Trips I have taken back to Vietnam, but not in the same mindset as the native nor wavelength as Yale-like backpackers: I ain’t white.

I was neither accepted as one of the natives since many were born and grew up after the Fall of Saigon nor was I approached by District-1 vendors hoping to sell souvenirs e.g. zippos, dog tags and “Fire in the Lake” copies of copies.

But each trip offers its own uniqueness. People, places, and life-altered experience. Each trip carved away some of me, and in their places, gave me back a lot more.

I no longer am Sam. I don’t look at people through the color lenses, nor do I “hear” people solely via the language spoken.

I ate, slept in my grad school friend’s home (Ghana) and went to their open-air churches ( 5000+ in attendance) where I was asked to give a few words from, oh well, America (ironically, a land whose current President tried to “homestead” for White-only). Aleksandr Solzhenitsyn, after his 78 Harvard speech – which raised alarm about overt materialism – suffered and endured criticism, among which ” don’t like it? go home”.

I am here because America had a conscience attack back on that last day of Vietnam. Good conscience!. The last of loyalty and lessons learned.

Trips I have taken were outpourings of and were aligned with white-men burden, conscience attack, noblesse oblige, guilt, Manifest Destiny?, the Great Commission (subdue the Earth – then the Moon). After absorbed those “American” scripts, I went out of my way to bring them to life. My D-Day. So don’t tell me to go back to where I came from, after having been totally “bleached” inside out (not to mention paid all my dues).

If I were to subscribe to stimuli-response reflex, to every taunt or tweet of this man-child, I would be flying back East many times over (or “Turning East” as the title of a Harvey Cox book). Just have to locate my return ticket.

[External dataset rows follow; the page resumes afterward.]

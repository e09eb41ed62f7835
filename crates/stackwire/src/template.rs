//! token substitution for raw configuration text
//!
//! Tokens are written as `{token_name}` where the name is an identifier
//! (`[A-Za-z_][A-Za-z0-9_]*`). Substitution is a single left-to-right pass: replacement values are
//! copied into the output as-is and never scanned again, so a value that itself looks like a token
//! stays literal. Braces that do not enclose a known token are copied verbatim, which keeps
//! yaml/json/hcl syntax intact.
use crate::discovery::ConfigDocument;
use crate::rendered_config::{self, MissingFieldError, ParseError, ParseFailure, RenderedConfig};
use indexmap::IndexMap;
use std::path::PathBuf;

/// Placeholder token -> replacement value
#[derive(Debug, Clone, Default, PartialEq, Eq)]
pub struct SubstitutionMap {
    tokens: IndexMap<String, String>,
}

impl SubstitutionMap {
    /// Adds a token. Returns the previous value if the token was already known.
    pub fn insert(&mut self, token: impl Into<String>, value: impl Into<String>) -> Option<String> {
        self.tokens.insert(token.into(), value.into())
    }

    pub fn get(&self, token: &str) -> Option<&str> {
        self.tokens.get(token).map(String::as_str)
    }

    pub fn contains(&self, token: &str) -> bool {
        self.tokens.contains_key(token)
    }

    pub fn iter(&self) -> impl Iterator<Item = (&str, &str)> {
        self.tokens.iter().map(|(k, v)| (k.as_str(), v.as_str()))
    }
}

impl<K: Into<String>, V: Into<String>> FromIterator<(K, V)> for SubstitutionMap {
    fn from_iter<T: IntoIterator<Item = (K, V)>>(iter: T) -> Self {
        Self {
            tokens: iter
                .into_iter()
                .map(|(k, v)| (k.into(), v.into()))
                .collect(),
        }
    }
}

/// Replace every known `{token}` in `raw`
#[tracing::instrument(level = "trace", skip_all)]
pub fn substitute(raw: &str, substitutions: &SubstitutionMap) -> String {
    let mut output = String::with_capacity(raw.len());
    let mut rest = raw;

    while let Some(open) = rest.find('{') {
        output.push_str(&rest[..open]);
        let after_open = &rest[open + 1..];

        let token = after_open
            .find('}')
            .map(|close| &after_open[..close])
            .filter(|candidate| is_token_name(candidate));

        let Some(token) = token else {
            output.push('{');
            rest = after_open;
            continue;
        };

        match substitutions.get(token) {
            Some(value) => output.push_str(value),
            None => {
                tracing::warn!(token, "unknown substitution token left in place");
                output.push('{');
                output.push_str(token);
                output.push('}');
            }
        }

        rest = &after_open[token.len() + 1..];
    }

    output.push_str(rest);
    output
}

/// Substitute tokens in a document and parse the result
pub fn render(
    document: &ConfigDocument,
    substitutions: &SubstitutionMap,
) -> Result<RenderedConfig, RenderError> {
    let text = substitute(&document.raw_content, substitutions);

    rendered_config::parse(&document.path, &text).map_err(|failure| match failure {
        ParseFailure::Malformed(source) => RenderError::Malformed {
            path: document.path.clone(),
            source,
        },
        ParseFailure::MissingField(missing) => RenderError::MissingField(missing),
    })
}

fn is_token_name(candidate: &str) -> bool {
    let mut chars = candidate.chars();
    let Some(first) = chars.next() else {
        return false;
    };

    (first.is_ascii_alphabetic() || first == '_')
        && chars.all(|c| c.is_ascii_alphanumeric() || c == '_')
}

#[derive(thiserror::Error, Debug)]
pub enum RenderError {
    #[error("Malformed document {} after substitution", .path.display())]
    Malformed {
        path: PathBuf,
        #[source]
        source: ParseError,
    },
    #[error(transparent)]
    MissingField(#[from] MissingFieldError),
}
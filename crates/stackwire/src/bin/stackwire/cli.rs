//! stackwire cli interface

use clap::{Parser, Subcommand, ValueEnum};
use std::fmt::Formatter;
use std::path::PathBuf;

#[derive(Parser, Debug)]
#[command(author, version, about, long_about = None)]
pub struct Cli {
    /// Change the work directory
    ///
    /// Can be specified multiple times. Note that all
    /// paths on the way to the final path must exist.
    ///
    /// This is equivalent to running { cd <directory>; stackwire ... }
    #[clap(short = 'C', long = "directory", global(true))]
    pub directory: Vec<PathBuf>,

    #[command(subcommand)]
    pub command: Command,
}

#[derive(Subcommand, Debug)]
pub enum Command {
    /// List job documents below the config root
    Discover(RunArgs),

    /// Render a single job document
    Render(RenderCommand),

    /// Build and order all descriptors without provisioning
    Plan(PlanCommand),

    /// Provision with the dry-run backend and publish identifiers
    Apply(PlanCommand),
}

#[derive(Parser, Debug)]
pub struct RunArgs {
    /// Environment name
    #[clap(short = 'e', long = "env", env = "STACKWIRE_ENV")]
    pub env_name: String,

    /// Account holding the data services
    #[clap(long = "primary-account", env = "STACKWIRE_PRIMARY_ACCOUNT")]
    pub primary_account: String,

    /// Account holding the integration services
    #[clap(long = "secondary-account", env = "STACKWIRE_SECONDARY_ACCOUNT")]
    pub secondary_account: String,

    /// Service name
    #[clap(short = 's', long = "service", env = "STACKWIRE_SERVICE")]
    pub service_name: String,

    /// Manifest file
    ///
    /// Defaults to stackwire.yaml in the work directory when it exists.
    #[clap(short = 'm', long = "manifest")]
    pub manifest: Option<PathBuf>,

    /// Override the config root of the manifest
    #[clap(short = 'd', long = "config-root")]
    pub config_root: Option<PathBuf>,

    /// Additional substitution token (key=value)
    #[clap(long = "var", value_parser = parse_variable)]
    pub variables: Vec<(String, String)>,

    #[clap(flatten)]
    pub output: OutputArgs,
}

#[derive(Parser, Debug)]
pub struct RenderCommand {
    #[clap(flatten)]
    pub run: RunArgs,

    /// Job document to render
    pub file: PathBuf,
}

#[derive(Parser, Debug)]
pub struct PlanCommand {
    #[clap(flatten)]
    pub run: RunArgs,

    /// Parameter store file (yaml map of path to value)
    #[clap(short = 'p', long = "parameters", default_value = "parameters.yaml")]
    pub parameters: PathBuf,

    /// Region used for dry-run identifiers
    #[clap(long = "region", env = "STACKWIRE_REGION", default_value = "us-east-1")]
    pub region: String,
}

#[derive(Parser, Debug)]
pub struct OutputArgs {
    #[arg(short = 'F', long = "output-format", default_value_t)]
    pub format: OutputFormat,
}

#[derive(ValueEnum, Clone, Default, Debug)]
pub enum OutputFormat {
    Json,
    #[default]
    Yaml,
}

impl std::fmt::Display for OutputFormat {
    fn fmt(&self, f: &mut Formatter<'_>) -> std::fmt::Result {
        match self {
            OutputFormat::Json => f.write_str("json"),
            OutputFormat::Yaml => f.write_str("yaml"),
        }
    }
}

fn parse_variable(raw: &str) -> Result<(String, String), String> {
    raw.split_once('=')
        .map(|(key, value)| (key.trim().to_owned(), value.to_owned()))
        .filter(|(key, _)| !key.is_empty())
        .ok_or_else(|| format!("expected key=value, got `{raw}`"))
}
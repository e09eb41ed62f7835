//! dependency graph of one run
//!
//! [Assembler] collects descriptors and adds the edges that follow from their structure:
//! - a schedule depends on the job it triggers
//! - a grant depends on the storage target it applies to
//! - a storage target depends on the storage target it writes access logs to (if part of the run)
//! - every descriptor depends on the external stacks registered via [Assembler::depend_on_stack]
//!
//! Callers may add explicit [DependencyEdge]s on top. [Assembler::assemble] linearizes the graph.
//! Among descriptors that are ready at the same time the one added first is emitted first, so the
//! result is deterministic for a given input order.
use crate::builder::BuiltJob;
use crate::descriptor::{Descriptor, GrantDescriptor, ResourceId, ResourceKind, StorageTarget};
use indexmap::IndexMap;
use petgraph::graph::{DiGraph, NodeIndex};
use petgraph::Direction;
use serde::{Deserialize, Serialize};
use std::cmp::Reverse;
use std::collections::BinaryHeap;

/// `from` must only be provisioned after `to` exists
#[derive(Debug, Clone, PartialEq, Eq, Hash, Serialize, Deserialize)]
pub struct DependencyEdge {
    pub from: ResourceId,
    pub to: ResourceId,
}

impl DependencyEdge {
    pub fn new(from: ResourceId, to: ResourceId) -> Self {
        Self { from, to }
    }
}

impl std::fmt::Display for DependencyEdge {
    fn fmt(&self, f: &mut std::fmt::Formatter<'_>) -> std::fmt::Result {
        write!(f, "{} -> {}", self.from, self.to)
    }
}

/// Descriptors in emission order plus the edges that justify it
#[derive(Debug, Clone, Serialize)]
pub struct Plan {
    pub descriptors: Vec<Descriptor>,
    pub edges: Vec<DependencyEdge>,
}

impl Plan {
    pub fn position(&self, id: &ResourceId) -> Option<usize> {
        self.descriptors
            .iter()
            .position(|descriptor| &descriptor.id() == id)
    }

    pub fn ids(&self) -> impl Iterator<Item = ResourceId> + '_ {
        self.descriptors.iter().map(Descriptor::id)
    }
}

#[derive(Debug, Default)]
pub struct Assembler {
    /// edges point from prerequisite to dependent
    graph: DiGraph<ResourceId, ()>,
    nodes: IndexMap<ResourceId, (NodeIndex, Descriptor)>,
    edges: Vec<DependencyEdge>,
    stacks: Vec<ResourceId>,
}

impl Assembler {
    pub fn new() -> Self {
        Self::default()
    }

    /// Add a job and, if present, its schedule
    pub fn add_job(&mut self, built: BuiltJob) -> Result<(), AssembleError> {
        let job_id = built.job.id();
        self.insert(Descriptor::Job(built.job))?;

        if let Some(schedule) = built.schedule {
            let schedule_id = schedule.id();
            self.insert(Descriptor::Schedule(schedule))?;
            self.connect(schedule_id, job_id);
        }

        Ok(())
    }

    /// Add a storage target and one grant descriptor per access grant
    pub fn add_storage(&mut self, target: StorageTarget) -> Result<(), AssembleError> {
        let storage_id = target.id();
        let grants: Vec<_> = target
            .grants
            .iter()
            .cloned()
            .enumerate()
            .map(|(index, grant)| GrantDescriptor {
                storage: storage_id.clone(),
                index,
                grant,
            })
            .collect();

        self.insert(Descriptor::Storage(target))?;

        for grant in grants {
            let grant_id = grant.id();
            self.insert(Descriptor::Grant(grant))?;
            self.connect(grant_id, storage_id.clone());
        }

        Ok(())
    }

    /// Register an external stack. Adding the same stack twice is a no-op.
    pub fn add_external_stack(&mut self, name: &str) {
        let id = ResourceId::stack(name);
        if !self.nodes.contains_key(&id) {
            self.insert_unchecked(Descriptor::ExternalStack {
                name: name.to_owned(),
            });
        }
    }

    /// Every descriptor of this run depends on the external stack `name`
    pub fn depend_on_stack(&mut self, name: &str) {
        self.add_external_stack(name);

        let id = ResourceId::stack(name);
        if !self.stacks.contains(&id) {
            self.stacks.push(id);
        }
    }

    /// Add an explicit edge
    ///
    /// Unknown `stack:` ids are added as external stacks, any other unknown id is an error.
    pub fn add_edge(&mut self, edge: DependencyEdge) -> Result<(), AssembleError> {
        for id in [&edge.from, &edge.to] {
            if self.nodes.contains_key(id) {
                continue;
            }

            if id.kind != ResourceKind::Stack {
                return Err(AssembleError::UnknownResource {
                    id: id.clone(),
                    edge: edge.clone(),
                });
            }

            self.add_external_stack(&id.name);
        }

        self.connect(edge.from, edge.to);
        Ok(())
    }

    pub fn assemble(mut self) -> Result<Plan, CycleError> {
        self.apply_implicit_edges();

        let mut in_degree: Vec<usize> = self
            .graph
            .node_indices()
            .map(|node| {
                self.graph
                    .neighbors_directed(node, Direction::Incoming)
                    .count()
            })
            .collect();

        let mut ready: BinaryHeap<Reverse<NodeIndex>> = self
            .graph
            .node_indices()
            .filter(|node| in_degree[node.index()] == 0)
            .map(Reverse)
            .collect();

        let mut order = Vec::with_capacity(self.graph.node_count());
        while let Some(Reverse(node)) = ready.pop() {
            order.push(node);
            for dependent in self.graph.neighbors_directed(node, Direction::Outgoing) {
                in_degree[dependent.index()] -= 1;
                if in_degree[dependent.index()] == 0 {
                    ready.push(Reverse(dependent));
                }
            }
        }

        if order.len() < self.graph.node_count() {
            return Err(self.cycle());
        }

        let mut descriptors: Vec<Option<Descriptor>> = self
            .nodes
            .into_values()
            .map(|(_, descriptor)| Some(descriptor))
            .collect();

        let descriptors = order
            .into_iter()
            .filter_map(|node| descriptors[node.index()].take())
            .collect();

        Ok(Plan {
            descriptors,
            edges: self.edges,
        })
    }

    fn apply_implicit_edges(&mut self) {
        let access_log_edges: Vec<_> = self
            .nodes
            .values()
            .filter_map(|(_, descriptor)| match descriptor {
                Descriptor::Storage(storage) => storage
                    .access_log_target
                    .as_deref()
                    .map(ResourceId::storage)
                    .filter(|target| target != &storage.id() && self.nodes.contains_key(target))
                    .map(|target| (storage.id(), target)),
                _ => None,
            })
            .collect();

        for (from, to) in access_log_edges {
            self.connect(from, to);
        }

        let own: Vec<_> = self
            .nodes
            .keys()
            .filter(|id| id.kind != ResourceKind::Stack)
            .cloned()
            .collect();

        for stack in self.stacks.clone() {
            for id in &own {
                self.connect(id.clone(), stack.clone());
            }
        }
    }

    /// Find the members of one cycle, in insertion order
    fn cycle(&self) -> CycleError {
        let mut members: Vec<NodeIndex> = petgraph::algo::tarjan_scc(&self.graph)
            .into_iter()
            .filter(|component| {
                component.len() > 1
                    || self.graph.contains_edge(component[0], component[0])
            })
            .min_by_key(|component| component.iter().min().copied())
            .unwrap_or_default();
        members.sort();

        CycleError {
            members: members
                .into_iter()
                .map(|node| self.graph[node].clone())
                .collect(),
        }
    }

    fn insert(&mut self, descriptor: Descriptor) -> Result<(), AssembleError> {
        let id = descriptor.id();
        if self.nodes.contains_key(&id) {
            return Err(AssembleError::DuplicateResource(id));
        }

        self.insert_unchecked(descriptor);
        Ok(())
    }

    fn insert_unchecked(&mut self, descriptor: Descriptor) {
        let id = descriptor.id();
        tracing::trace!(%id, "add node");

        let node = self.graph.add_node(id.clone());
        debug_assert_eq!(node.index(), self.nodes.len());
        self.nodes.insert(id, (node, descriptor));
    }

    /// Both ends must already be nodes
    fn connect(&mut self, from: ResourceId, to: ResourceId) {
        let from_node = self.nodes[&from].0;
        let to_node = self.nodes[&to].0;

        if self.graph.find_edge(to_node, from_node).is_some() {
            return;
        }

        self.graph.add_edge(to_node, from_node, ());
        self.edges.push(DependencyEdge::new(from, to));
    }
}

/// The graph can not be linearized
#[derive(thiserror::Error, Debug, PartialEq, Eq)]
#[error("Dependency cycle between {}", display_ids(.members))]
pub struct CycleError {
    pub members: Vec<ResourceId>,
}

fn display_ids(ids: &[ResourceId]) -> String {
    ids.iter()
        .map(ToString::to_string)
        .collect::<Vec<_>>()
        .join(", ")
}

#[derive(thiserror::Error, Debug, PartialEq, Eq)]
pub enum AssembleError {
    #[error("Resource {0} is declared more than once")]
    DuplicateResource(ResourceId),
    #[error("Dependency {edge} refers to unknown resource {id}")]
    UnknownResource { id: ResourceId, edge: DependencyEdge },
}

#[cfg(test)]
mod test {
    use super::*;
    use crate::builder::test::{context, rendered};
    use crate::builder::build;
    use crate::descriptor::AccessGrant;
    use pretty_assertions::assert_eq;

    fn storage(name: &str, grants: usize, access_log_target: Option<&str>) -> StorageTarget {
        StorageTarget {
            name: name.into(),
            encryption_key_arn: "arn:aws:kms:us-east-1:111:key/abc".into(),
            versioned: true,
            block_public_access: true,
            enforce_tls: true,
            access_log_target: access_log_target.map(str::to_owned),
            grants: (0..grants)
                .map(|_| AccessGrant {
                    principal: "arn:aws:iam::222:root".into(),
                    actions: vec!["s3:GetObject".into()],
                    resources: vec!["/*".into()],
                    source_account: None,
                })
                .collect(),
        }
    }

    fn order(plan: &Plan) -> Vec<String> {
        plan.ids().map(|id| id.to_string()).collect()
    }

    #[test]
    fn schedule_after_job() {
        let mut assembler = Assembler::new();
        assembler
            .add_job(build(&rendered("jobA", Some("cron(0 * * * ? *)")), &context()).unwrap())
            .unwrap();
        assembler
            .add_job(build(&rendered("jobB", Some("")), &context()).unwrap())
            .unwrap();

        let plan = assembler.assemble().unwrap();
        assert_eq!(order(&plan), vec!["job:jobA", "schedule:jobA", "job:jobB"]);
        assert_eq!(
            plan.edges,
            vec![DependencyEdge::new(
                ResourceId::schedule("jobA"),
                ResourceId::job("jobA")
            )]
        );
    }

    #[test]
    fn grants_after_storage_and_log_target_first() {
        let mut assembler = Assembler::new();
        assembler
            .add_storage(storage("raw", 2, Some("access-logs")))
            .unwrap();
        assembler.add_storage(storage("access-logs", 0, None)).unwrap();

        let plan = assembler.assemble().unwrap();
        assert_eq!(
            order(&plan),
            vec![
                "storage:access-logs",
                "storage:raw",
                "grant:raw/0",
                "grant:raw/1"
            ]
        );
    }

    #[test]
    fn everything_waits_for_external_stacks() {
        let mut assembler = Assembler::new();
        assembler
            .add_job(build(&rendered("jobA", None), &context()).unwrap())
            .unwrap();
        assembler.depend_on_stack("common-orchestration");

        let plan = assembler.assemble().unwrap();
        assert_eq!(order(&plan), vec!["stack:common-orchestration", "job:jobA"]);
    }

    #[test]
    fn explicit_edges_reorder() {
        let mut assembler = Assembler::new();
        for name in ["jobA", "jobB"] {
            assembler
                .add_job(build(&rendered(name, None), &context()).unwrap())
                .unwrap();
        }
        assembler
            .add_edge(DependencyEdge::new(ResourceId::job("jobA"), ResourceId::job("jobB")))
            .unwrap();

        let plan = assembler.assemble().unwrap();
        assert_eq!(order(&plan), vec!["job:jobB", "job:jobA"]);
    }

    #[test]
    fn unknown_resource_in_edge() {
        let mut assembler = Assembler::new();
        let edge = DependencyEdge::new(ResourceId::job("ghost"), ResourceId::stack("common"));

        assert_eq!(
            assembler.add_edge(edge.clone()),
            Err(AssembleError::UnknownResource {
                id: ResourceId::job("ghost"),
                edge
            })
        );
    }

    #[test]
    fn duplicate_storage() {
        let mut assembler = Assembler::new();
        assembler.add_storage(storage("raw", 0, None)).unwrap();
        assert_eq!(
            assembler.add_storage(storage("raw", 0, None)),
            Err(AssembleError::DuplicateResource(ResourceId::storage("raw")))
        );
    }

    #[test]
    fn cycle_lists_members() {
        let mut assembler = Assembler::new();
        assembler.add_external_stack("unrelated");
        for (from, to) in [("A", "B"), ("B", "C"), ("C", "A")] {
            assembler
                .add_edge(DependencyEdge::new(ResourceId::stack(from), ResourceId::stack(to)))
                .unwrap();
        }

        let err = assembler.assemble().unwrap_err();
        assert_eq!(
            err.members,
            vec![
                ResourceId::stack("A"),
                ResourceId::stack("B"),
                ResourceId::stack("C")
            ]
        );
        assert_eq!(
            err.to_string(),
            "Dependency cycle between stack:A, stack:B, stack:C"
        );
    }

    #[test]
    fn self_dependency_is_a_cycle() {
        let mut assembler = Assembler::new();
        assembler
            .add_edge(DependencyEdge::new(ResourceId::stack("A"), ResourceId::stack("A")))
            .unwrap();

        let err = assembler.assemble().unwrap_err();
        assert_eq!(err.members, vec![ResourceId::stack("A")]);
    }
}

But not this way, not by ill-timed tweets “Go back..” Heck, ain’t no Exodus away from America ever. People came here with one-way tickets, mind it be a passage across the Atlantic, or a boat ride out on the Pacific. Before embarking on those volunteer summers overseas, I made sure I raise enough money for those two-way tickets to make America all the more beautiful in the world’s eyes. All the while, I wasn’t even one of those Ivy-league backpackers with Ambassadorial aspiration to begin with. Just a reflex stimuli-response to world’s need as we all should.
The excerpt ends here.